Isabel managed a smile. “Couldn’t tell you for sure. The Shawnee think he’s a forest god. Shoot, they’re so goddamn infatuated with him there wasn’t even need for him to have changed them. I guess he must’ve done it so they’d not grow old. Makwa told me that his whole tribe used to bring Krampus offerings since way back before the first white settlers even showed up.”

“And Vernon, I’m guessing he didn’t volunteer?”

She laughed. “He was surveying for the coal company sometime back first part of last century. He found Krampus by accident. Krampus, of course, wouldn’t let him go after that. So lucky Vernon’s been stuck with them stubborn Indians for company for going on nearly a century. And if you give him half the chance he’ll be glad to chew on your ear about it, too, let me tell you.”

They approached the store, skirting a mound of dirty snow piled along one end of the parking lot, and stopped in the shadow of a Dumpster. Isabel stared through the large front window at the goods inside the little mart. They sold a small selection of groceries and home basics, as well as local crafts and souvenirs: pecan rolls, jams, jellies, sausage and jerky, quilts, coon caps, key chains, magnets, and Indian jewelry made in China. She’d not been inside a store since before she was pregnant, and found herself mesmerized by the colorful displays and flashy packaging. Wouldn’t mind, she thought, spending a bit of time in there. Wouldn’t mind at all.

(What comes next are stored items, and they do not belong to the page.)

//! Common types used throughout the tree engine.

mod node_id;
mod varint;

pub use node_id::{NodeId, NODE_ID_LEN};
pub use varint::{decode_varint, encode_varint, varint_size};

use serde::{Deserialize, Serialize};

/// Default maximum serialized page size (1 MiB), per the `bs` spec option.
pub const DEFAULT_MAX_BLOCK_SIZE: u32 = 1 << 20;

/// Default maximum serialized size of an internal node's edit queue (256 KiB),
/// per the `qs` spec option.
pub const DEFAULT_EDIT_QUEUE_SIZE: u32 = 256 << 10;

/// Default in-memory block cache budget in bytes (100 MiB), per the `cache`
/// spec option.
pub const DEFAULT_CACHE_BYTES: usize = 100 << 20;

/// Tunables for a tree instance, resolved either from a spec string
/// (`scheme://location;bs=...;qs=...;cache=...`) or built programmatically.
#[derive(Debug, Clone, Copy, Serialize, Deserialize)]
#[serde(rename_all = "camelCase")]
pub struct EngineConfig {
    /// Maximum size in bytes of a single serialized page.
    pub max_block_size: u32,
    /// Maximum size in bytes of an internal node's serialized edit queue.
    pub edit_queue_size: u32,
    /// Byte budget for the in-memory block cache in front of the store.
    pub cache_bytes: usize,
}

impl Default for EngineConfig {
    fn default() -> Self {
        Self {
            max_block_size: DEFAULT_MAX_BLOCK_SIZE,
            edit_queue_size: DEFAULT_EDIT_QUEUE_SIZE,
            cache_bytes: DEFAULT_CACHE_BYTES,
        }
    }
}

impl EngineConfig {
    /// Start from the defaults.
    pub fn new() -> Self {
        Self::default()
    }

    /// Override the maximum page size.
    pub fn max_block_size(mut self, bytes: u32) -> Self {
        self.max_block_size = bytes;
        self
    }

    /// Override the maximum edit-queue size.
    pub fn edit_queue_size(mut self, bytes: u32) -> Self {
        self.edit_queue_size = bytes;
        self
    }

    /// Override the cache budget.
    pub fn cache_bytes(mut self, bytes: usize) -> Self {
        self.cache_bytes = bytes;
        self
    }
}

/// Tag byte distinguishing the three serialized node kinds.
#[repr(u16)]
#[derive(Debug, Clone, Copy, PartialEq, Eq)]
pub enum NodeKind {
    /// Ordered key/value pairs plus an optional overflow chain.
    Leaf = 0,
    /// Branches to child subtrees plus a pending-edit queue.
    Internal = 1,
    /// Spillover values sharing a leaf's maximum key.
    Overflow = 2,
}

impl NodeKind {
    /// Convert from the on-wire flag value.
    pub fn from_flags(flags: u16) -> Option<Self> {
        match flags {
            0 => Some(Self::Leaf),
            1 => Some(Self::Internal),
            2 => Some(Self::Overflow),
            _ => None,
        }
    }

    /// The on-wire flag value for this kind.
    pub fn flags(self) -> u16 {
        self as u16
    }
}

#[cfg(test)]
mod tests {
    use super::*;

    #[test]
    fn node_kind_roundtrip() {
        for kind in [NodeKind::Leaf, NodeKind::Internal, NodeKind::Overflow] {
            assert_eq!(NodeKind::from_flags(kind.flags()), Some(kind));
        }
        assert_eq!(NodeKind::from_flags(99), None);
    }

    #[test]
    fn config_defaults_match_spec() {
        let cfg = EngineConfig::default();
        assert_eq!(cfg.max_block_size, 1 << 20);
        assert_eq!(cfg.edit_queue_size, 256 << 10);
        assert_eq!(cfg.cache_bytes, 100 << 20);
    }
}
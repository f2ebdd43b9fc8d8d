//! Error types for the tree engine.

use thiserror::Error;
use crate::types::NodeId;

/// Result type alias for tree operations.
pub type Result<T> = std::result::Result<T, Error>;

/// Errors that can occur while operating on a tree.
#[derive(Error, Debug)]
pub enum Error {
    /// A referenced page is missing from the block store.
    #[error("page {0} not found")]
    NotFound(NodeId),

    /// The block store reported a transport/protocol failure.
    #[error("block store error: {0}")]
    BeError(String),

    /// A single key+value pair exceeds the configured maximum block size.
    #[error("entry too large: {size} bytes (max block size is {max})")]
    OversizedEntry { size: usize, max: usize },

    /// The codec detected a malformed page: bad size, unknown flag, or trailing bytes.
    #[error("corrupt page {id:?}: {reason}")]
    CorruptPage { id: Option<NodeId>, reason: String },

    /// A mutating operation was attempted after `write()` already froze the tree.
    #[error("tree is frozen: write() has already been called")]
    FrozenTree,

    /// An iterator was advanced or read while not positioned on a valid item.
    #[error("invalid iterator: {0}")]
    InvalidIterator(String),

    /// A block-store spec string was malformed or named an unregistered scheme.
    #[error("factory error: {0}")]
    FactoryError(String),
}

impl Error {
    /// Build a [`Error::CorruptPage`] without a known node id (e.g. while parsing
    /// bytes fetched for a request whose id we no longer have in scope).
    pub fn corrupt(reason: impl Into<String>) -> Self {
        Self::CorruptPage { id: None, reason: reason.into() }
    }

    /// Build a [`Error::CorruptPage`] anchored to the offending id.
    pub fn corrupt_at(id: NodeId, reason: impl Into<String>) -> Self {
        Self::CorruptPage { id: Some(id), reason: reason.into() }
    }

    /// Build a [`Error::FactoryError`] with a formatted message.
    pub fn factory(msg: impl Into<String>) -> Self {
        Self::FactoryError(msg.into())
    }

    /// Build a [`Error::InvalidIterator`] with a formatted message.
    pub fn invalid_iterator(msg: impl Into<String>) -> Self {
        Self::InvalidIterator(msg.into())
    }
}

Jesse dug a roll of bills from his breast pocket. Flipped through them. “Shoot, it’s all hundreds.” He snorted. “Never thought there’d be a day when I’d catch myself complaining about having too many hundred-dollar bills. Ah, here we go.” He peeled off a hundred and two twenties, put the rest away, and headed toward the store. Isabel remained in the shadow.

Jesse stopped, looked back. “Oh, yeah . . . guess you gotta stay out here?”

She nodded absently, her eyes fixed on the shelves of cheap trinkets.